Dataset records
:::::

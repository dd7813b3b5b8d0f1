//! Query composition: filters, specifications, sorting, paging and the
//! fixed-order plan that combines them.

pub mod config;
pub mod filter;
pub mod paging;
pub mod plan;
pub mod sort;
pub mod spec;
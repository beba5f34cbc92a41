//! Error types for board operations.

use thiserror::Error;

use super::cell::Position;

/// Failure modes of `flip` (§7). All leave the board consistent: the
/// caller's turn state is reset, any held first-card control is released
/// with one waiter wake, and `previous` is set so the next cleanup runs.
#[derive(Debug, Error, Clone, PartialEq, Eq)]
pub enum FlipError {
    #[error("no card at {0:?}")]
    NoCard(Position),

    #[error("cell {0:?} is controlled by another player")]
    Controlled(Position),

    #[error("position {0:?} is out of range for this board")]
    OutOfRange(Position),
}

/// Failure modes of [`super::Board::new`]: the constructor is the single
/// point where the external board-provider contract (§6 "Board input") is
/// enforced.
#[derive(Debug, Error, Clone, PartialEq, Eq)]
pub enum BoardCreationError {
    #[error("board dimensions must be positive, got {rows}x{cols}")]
    EmptyDimensions { rows: usize, cols: usize },

    #[error("board declares {expected} cells ({rows}x{cols}) but {found} values were given")]
    WrongValueCount {
        rows: usize,
        cols: usize,
        expected: usize,
        found: usize,
    },

    #[error("value #{index} is empty or contains whitespace")]
    InvalidValue { index: usize },
}
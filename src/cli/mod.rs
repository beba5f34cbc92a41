//! Command dispatch and the random-play simulation harness. Both are pure
//! ambient demo glue around the board engine — §1 explicitly excludes "the
//! front-end transport that carries player commands and responses" from the
//! engine itself, so none of this module is part of the tested engine
//! surface.

pub mod dispatcher;
pub mod simulator;

pub use dispatcher::{dispatch, parse_line, CliError, Command, ParseLineError, ReplCommand};
pub use simulator::Simulator;
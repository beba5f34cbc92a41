//! Board input loading. Explicitly out of scope for the engine itself (§1
//! "file I/O for loading boards" is an external provider), kept here as the
//! ambient provider the binary needs to get `(rows, cols, values)` from disk.

pub mod board_file;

:::::

Task statement ▸ Please print out every record exactly as it is written.

Answer to this problem ▸
repository dd7813b3b5b8d0f1
//! Query composition: filters, specifications, sorting, paging and the
//! fixed-order plan that combines them.

pub mod config;
pub mod filter;
pub mod paging;
pub mod plan;
pub mod sort;
pub mod spec;
repository beba5f34cbc92a41
//! Error types for board operations.

use thiserror::Error;

use super::cell::Position;

/// Failure modes of `flip` (§7). All leave the board consistent: the
/// caller's turn state is reset, any held first-card control is released
/// with one waiter wake, and `previous` is set so the next cleanup runs.
#[derive(Debug, Error, Clone, PartialEq, Eq)]
pub enum FlipError {
    #[error("no card at {0:?}")]
    NoCard(Position),

    #[error("cell {0:?} is controlled by another player")]
    Controlled(Position),

    #[error("position {0:?} is out of range for this board")]
    OutOfRange(Position),
}

/// Failure modes of [`super::Board::new`]: the constructor is the single
/// point where the external board-provider contract (§6 "Board input") is
/// enforced.
#[derive(Debug, Error, Clone, PartialEq, Eq)]
pub enum BoardCreationError {
    #[error("board dimensions must be positive, got {rows}x{cols}")]
    EmptyDimensions { rows: usize, cols: usize },

    #[error("board declares {expected} cells ({rows}x{cols}) but {found} values were given")]
    WrongValueCount {
        rows: usize,
        cols: usize,
        expected: usize,
        found: usize,
    },

    #[error("value #{index} is empty or contains whitespace")]
    InvalidValue { index: usize },
}
filename src/cli/mod.rs
repository beba5f34cbc92a41
//! Command dispatch and the random-play simulation harness. Both are pure
//! ambient demo glue around the board engine — §1 explicitly excludes "the
//! front-end transport that carries player commands and responses" from the
//! engine itself, so none of this module is part of the tested engine
//! surface.

pub mod dispatcher;
pub mod simulator;

pub use dispatcher::{dispatch, parse_line, CliError, Command, ParseLineError, ReplCommand};
pub use simulator::Simulator;
repository beba5f34cbc92a41
//! Board input loading. Explicitly out of scope for the engine itself (§1
//! "file I/O for loading boards" is an external provider), kept here as the
//! ambient provider the binary needs to get `(rows, cols, values)` from disk.

pub mod board_file;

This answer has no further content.